Ptarmigan album art - Ptarmigan
Ptarmigan album art (out 8/26/16)

The vocals enter; they are hauntingly beautiful. They draw you in and hold you close. It feels as if they are telling an important story that keeps you on the edge of your seat. The music can feel a bit repetitive toward the beginning of the song, but it helps highlight the vocals and lyrics. The song builds magnificently toward a climactic moment, at which both the music and vocals are heightened. The song slowly fades out, the vocals once again highlighted over soft music. The structure of this song follows closely that of a story, fully equipped with twists, turns, climax, and resolution.

This song boasts a lyrical complexity that also sets it apart from most. Using beautiful imagery to discuss a multitude of ideas, Ptarmigan show off their ability to make music that is deeply meaningful.

Creation myth was written down
Through tongues that tell we spread them around
All things that grow must start from the ground
Create we might with borrowed sound

This style of songwriting is complex and layered, focused on expressing ideas instead of finding rhyming words to match a catchy beat. Here they start to explore the concept of beginnings and whether or not they exist. Is everything we make “borrowed” from something or someone or somewhere else? And if it is all borrowed, does that take away or add value? There is immense power in collaboration, so why shouldn’t we borrow in order to create? These are great questions that are relevant to modern listeners. This verse also serves as a way for Ptarmigan to recognize their influences and the sounds they may have borrowed to make this song. They are not exempt from the social observations they have made, and they admit that with this verse. Although they may borrow from the past, Ptarmigan know they are not stuck there.

O Zephyr, carry me
From this walk I’ve trodden so carefully
If I might claim some divine source
Will the ears perk up like ears of corn?

The chorus introduces a multitude of questions, none of which have clear answers. They are searching for the answers and are imploring you to look too. We are all on our journey of life – does it do well to live it with caution and reserve? If we do, will we end up wishing to be taken away by the wind? Also, who gets a voice and why? If your ideas sprout from a “divine source” do they have more value? The fact that they do not offer up any answers or opinions allows the audience to find or form their own.

Ptarmigan 2016
Ptarmigan is Aaron Hoffman, Brandon Munro, Peter McMurtry, Sam Gleason, and Sam Whillans

Darling I can see the rust
On your woven cloak of tin stardust
You’ve always been a cavern torn
An expedition, along the shore

Ptarmigan really show off their lyrical ability with the vast imagery in this verse. Its importance to the song cannot be overlooked: it is repeated twice, once in the middle and once at the very end. The focus of the song shifts from these looming questions to the object of the singer’s affection. The imagery is beautiful, evoking images of picturesque landscapes. The otherworldly ideas and feelings are solidified in this verse when the singer references “the rust on your woven cloak of tin stardust” Again, Ptarmigan manage to effortlessly combine the past and present, earthly and otherworldly, into one; this is an impressive achievement.

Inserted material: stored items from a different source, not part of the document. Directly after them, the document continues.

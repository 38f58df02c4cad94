use super::error::{SimResult, ensure_finite_non_negative, invalid};
use super::types::{
    ContributionSource, MONTHS_PER_YEAR, Milestones, SalaryScheduleRow, ensure_horizon,
};

pub fn standard_milestones() -> Milestones {
    Milestones::from([(3, 0.20), (6, 0.18), (10, 0.22), (15, 0.25)])
}

#[derive(Debug, Clone, PartialEq)]
pub struct SalaryGrowthPlan {
    pub net_monthly_income: f64,
    pub investment_rate_pct: f64,
    pub milestones: Milestones,
}

#[derive(Debug, Clone, PartialEq)]
pub enum ContributionPlan {
    Fixed { monthly_amount: f64 },
    SalaryGrowth(SalaryGrowthPlan),
}

#[derive(Debug, Clone, PartialEq)]
pub struct BuiltContributions {
    pub source: ContributionSource,
    /// Present only in salary-growth mode, aligned month for month with the source.
    pub salary_schedule: Option<Vec<f64>>,
}

impl ContributionPlan {
    pub fn build(&self, total_years: u32) -> SimResult<BuiltContributions> {
        ensure_horizon(total_years)?;
        match self {
            ContributionPlan::Fixed { monthly_amount } => {
                ensure_finite_non_negative("monthly_amount", *monthly_amount)?;
                Ok(BuiltContributions {
                    source: ContributionSource::Fixed(*monthly_amount),
                    salary_schedule: None,
                })
            }
            ContributionPlan::SalaryGrowth(plan) => {
                plan.validate()?;
                let salary = generate_salary_schedule(
                    plan.net_monthly_income,
                    total_years,
                    &plan.milestones,
                );
                let contributions = generate_investment_schedule(&salary, plan.investment_rate_pct);
                Ok(BuiltContributions {
                    source: ContributionSource::Schedule(contributions),
                    salary_schedule: Some(salary),
                })
            }
        }
    }
}

impl SalaryGrowthPlan {
    fn validate(&self) -> SimResult<()> {
        if !self.net_monthly_income.is_finite() || self.net_monthly_income <= 0.0 {
            return Err(invalid(
                "net_monthly_income",
                format!("must be > 0, got {}", self.net_monthly_income),
            ));
        }
        if !(0.0..=100.0).contains(&self.investment_rate_pct) {
            return Err(invalid(
                "investment_rate_pct",
                format!("must be between 0 and 100, got {}", self.investment_rate_pct),
            ));
        }
        for (year, raise) in &self.milestones {
            if !raise.is_finite() || *raise <= -1.0 {
                return Err(invalid(
                    "milestones",
                    format!("raise for year {year} must be > -100%, got {raise}"),
                ));
            }
        }
        Ok(())
    }
}

/// A milestone at year index `k` multiplies the running salary once, before
/// the 12 entries of year `k` are written.
pub fn generate_salary_schedule(
    starting_net_monthly: f64,
    total_years: u32,
    milestones: &Milestones,
) -> Vec<f64> {
    let mut schedule = Vec::with_capacity(total_years as usize * MONTHS_PER_YEAR);
    let mut current_salary = starting_net_monthly;

    for year in 0..total_years {
        if let Some(raise) = milestones.get(&year) {
            current_salary *= 1.0 + raise;
        }
        schedule.extend(std::iter::repeat_n(current_salary, MONTHS_PER_YEAR));
    }

    schedule
}

pub fn generate_investment_schedule(
    salary_schedule: &[f64],
    investment_rate_pct: f64,
) -> Vec<f64> {
    let rate = investment_rate_pct / 100.0;
    salary_schedule.iter().map(|salary| salary * rate).collect()
}

pub fn average_contribution(schedule: &[f64]) -> f64 {
    if schedule.is_empty() {
        return 0.0;
    }
    schedule.iter().sum::<f64>() / schedule.len() as f64
}

/// `None` for a zero raise, which is no milestone at all.
pub fn milestone_label(raise: f64) -> Option<String> {
    (raise != 0.0).then(|| format!("+{:.0}% raise", raise * 100.0))
}

pub fn salary_table_rows(
    salary_schedule: &[f64],
    investment_schedule: &[f64],
    start_age: u32,
    milestones: &Milestones,
) -> Vec<SalaryScheduleRow> {
    salary_schedule
        .chunks(MONTHS_PER_YEAR)
        .zip(investment_schedule.chunks(MONTHS_PER_YEAR))
        .enumerate()
        .map(|(year, (salary, investment))| {
            let year = year as u32;
            let monthly_contribution = investment[0];
            SalaryScheduleRow {
                year: year + 1,
                age: start_age + year,
                monthly_salary: salary[0],
                monthly_contribution,
                annual_contribution: monthly_contribution * MONTHS_PER_YEAR as f64,
                milestone: milestones.get(&year).and_then(|raise| milestone_label(*raise)),
            }
        })
        .collect()
}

On “O Zephyr”, Ptarmigan embark on an odyssey all their own, inviting listeners to join them along the way. This song is intense, thoughtful, and complex; it stimulates our senses, questions our ideas and beliefs, and takes on a journey through time and space. “O Zephyr” is a promising single from a refreshingly unique band. Look out for their new self-titled album out August 26th; you will not want to miss it!